Data in this exercise:
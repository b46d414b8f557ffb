//! Fakes shared by the unit tests.

use anyhow::anyhow;
use async_trait::async_trait;
use std::{
    collections::HashSet,
    sync::{
        Mutex,
        atomic::{AtomicBool, AtomicUsize, Ordering},
    },
    time::Duration,
};

use crate::{
    error::StoreError,
    model::{GeocodedPlace, WeatherSnapshot},
    provider::WeatherProvider,
    store::{KeyValueStore, MemoryStore},
};

/// One Call payload modelled on a real OpenWeatherMap response.
pub fn sample_snapshot_json(temp: f64) -> serde_json::Value {
    serde_json::json!({
        "lat": -19.1851,
        "lon": -46.2481,
        "timezone": "America/Sao_Paulo",
        "timezone_offset": -10800,
        "current": {
            "dt": 1619432400,
            "sunrise": 1619411980,
            "sunset": 1619458869,
            "temp": temp,
            "feels_like": 20.8,
            "pressure": 1014,
            "humidity": 56,
            "dew_point": 12.32,
            "uvi": 6.7,
            "clouds": 0,
            "visibility": 10000,
            "wind_speed": 3.6,
            "wind_deg": 150,
            "weather": [
                { "id": 800, "main": "Clear", "description": "clear sky", "icon": "01d" }
            ]
        },
        "hourly": [
            {
                "dt": 1619432400,
                "temp": temp,
                "feels_like": 20.8,
                "pressure": 1014,
                "humidity": 56,
                "dew_point": 12.32,
                "uvi": 6.7,
                "clouds": 0,
                "visibility": 10000,
                "wind_speed": 3.6,
                "wind_deg": 150,
                "weather": [
                    { "id": 800, "main": "Clear", "description": "clear sky", "icon": "01d" }
                ],
                "pop": 0
            },
            {
                "dt": 1619436000,
                "temp": 22.1,
                "feels_like": 21.4,
                "pressure": 1013,
                "humidity": 52,
                "dew_point": 11.9,
                "uvi": 5.2,
                "clouds": 20,
                "wind_speed": 4.1,
                "wind_deg": 160,
                "wind_gust": 6.3,
                "weather": [
                    { "id": 801, "main": "Clouds", "description": "few clouds", "icon": "02d" }
                ],
                "pop": 0.1
            }
        ],
        "daily": [
            {
                "dt": 1619438400,
                "sunrise": 1619411980,
                "sunset": 1619458869,
                "moonrise": 1619412600,
                "moonset": 1619466600,
                "moon_phase": 0.97,
                "temp": { "day": 21.5, "min": 11.21, "max": 22.71, "night": 15.84, "eve": 21.23, "morn": 11.21 },
                "feels_like": { "day": 20.8, "night": 15.11, "eve": 20.43, "morn": 10.26 },
                "pressure": 1014,
                "humidity": 56,
                "dew_point": 12.32,
                "wind_speed": 3.6,
                "wind_deg": 150,
                "weather": [
                    { "id": 800, "main": "Clear", "description": "clear sky", "icon": "01d" }
                ],
                "clouds": 0,
                "pop": 0,
                "uvi": 6.7
            }
        ]
    })
}

pub fn sample_snapshot(temp: f64) -> WeatherSnapshot {
    serde_json::from_value(sample_snapshot_json(temp)).expect("sample snapshot is valid")
}

pub fn place(name: &str, lat: f64, lon: f64) -> GeocodedPlace {
    GeocodedPlace {
        name: name.to_string(),
        state: None,
        country: "BR".to_string(),
        lat,
        lon,
    }
}

/// Scripted provider that counts calls.
#[derive(Debug, Default)]
pub struct FakeProvider {
    pub places: Mutex<Vec<GeocodedPlace>>,
    pub snapshot: Mutex<Option<WeatherSnapshot>>,
    pub fail: AtomicBool,
    pub delay: Mutex<Option<Duration>>,
    pub geocode_calls: AtomicUsize,
    pub weather_calls: AtomicUsize,
}

impl FakeProvider {
    pub fn with_places(places: Vec<GeocodedPlace>) -> Self {
        Self { places: Mutex::new(places), ..Self::default() }
    }

    pub fn with_snapshot(snapshot: WeatherSnapshot) -> Self {
        Self { snapshot: Mutex::new(Some(snapshot)), ..Self::default() }
    }

    pub fn set_failing(&self, fail: bool) {
        self.fail.store(fail, Ordering::SeqCst);
    }

    pub fn set_snapshot(&self, snapshot: WeatherSnapshot) {
        *self.snapshot.lock().unwrap() = Some(snapshot);
    }

    pub fn set_delay(&self, delay: Duration) {
        *self.delay.lock().unwrap() = Some(delay);
    }

    pub fn geocode_calls(&self) -> usize {
        self.geocode_calls.load(Ordering::SeqCst)
    }

    pub fn weather_calls(&self) -> usize {
        self.weather_calls.load(Ordering::SeqCst)
    }

    async fn pause(&self) {
        let delay = *self.delay.lock().unwrap();
        if let Some(delay) = delay {
            tokio::time::sleep(delay).await;
        }
    }
}

#[async_trait]
impl WeatherProvider for FakeProvider {
    // Ignores `limit` so callers' own truncation is exercised.
    async fn geocode(&self, _query: &str, _limit: usize) -> anyhow::Result<Vec<GeocodedPlace>> {
        self.geocode_calls.fetch_add(1, Ordering::SeqCst);
        self.pause().await;
        if self.fail.load(Ordering::SeqCst) {
            return Err(anyhow!("simulated geocoding outage"));
        }
        Ok(self.places.lock().unwrap().clone())
    }

    async fn one_call(&self, _lat: f64, _lon: f64) -> anyhow::Result<WeatherSnapshot> {
        self.weather_calls.fetch_add(1, Ordering::SeqCst);
        self.pause().await;
        if self.fail.load(Ordering::SeqCst) {
            return Err(anyhow!("simulated network outage"));
        }
        self.snapshot
            .lock()
            .unwrap()
            .clone()
            .ok_or_else(|| anyhow!("no snapshot scripted"))
    }
}

/// Memory store whose writes fail for selected keys (or all keys).
#[derive(Debug, Default)]
pub struct FailingStore {
    inner: MemoryStore,
    fail_all: AtomicBool,
    failing_keys: Mutex<HashSet<String>>,
}

impl FailingStore {
    pub fn failing_all() -> Self {
        let store = Self::default();
        store.fail_all.store(true, Ordering::SeqCst);
        store
    }

    pub fn failing_key(key: &str) -> Self {
        let store = Self::default();
        store.failing_keys.lock().unwrap().insert(key.to_string());
        store
    }

    fn should_fail(&self, key: &str) -> bool {
        self.fail_all.load(Ordering::SeqCst) || self.failing_keys.lock().unwrap().contains(key)
    }

    fn denied(key: &str) -> StoreError {
        StoreError::Io {
            key: key.to_string(),
            source: std::io::Error::new(std::io::ErrorKind::PermissionDenied, "read-only storage"),
        }
    }
}

#[async_trait]
impl KeyValueStore for FailingStore {
    async fn get(&self, key: &str) -> Result<Option<String>, StoreError> {
        self.inner.get(key).await
    }

    async fn set(&self, key: &str, value: String) -> Result<(), StoreError> {
        if self.should_fail(key) {
            return Err(Self::denied(key));
        }
        self.inner.set(key, value).await
    }

    async fn remove(&self, key: &str) -> Result<(), StoreError> {
        if self.should_fail(key) {
            return Err(Self::denied(key));
        }
        self.inner.remove(key).await
    }
}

Assigned task:
If a line of the listing contains the string "places", count it; then report the total alone.

Response box:
4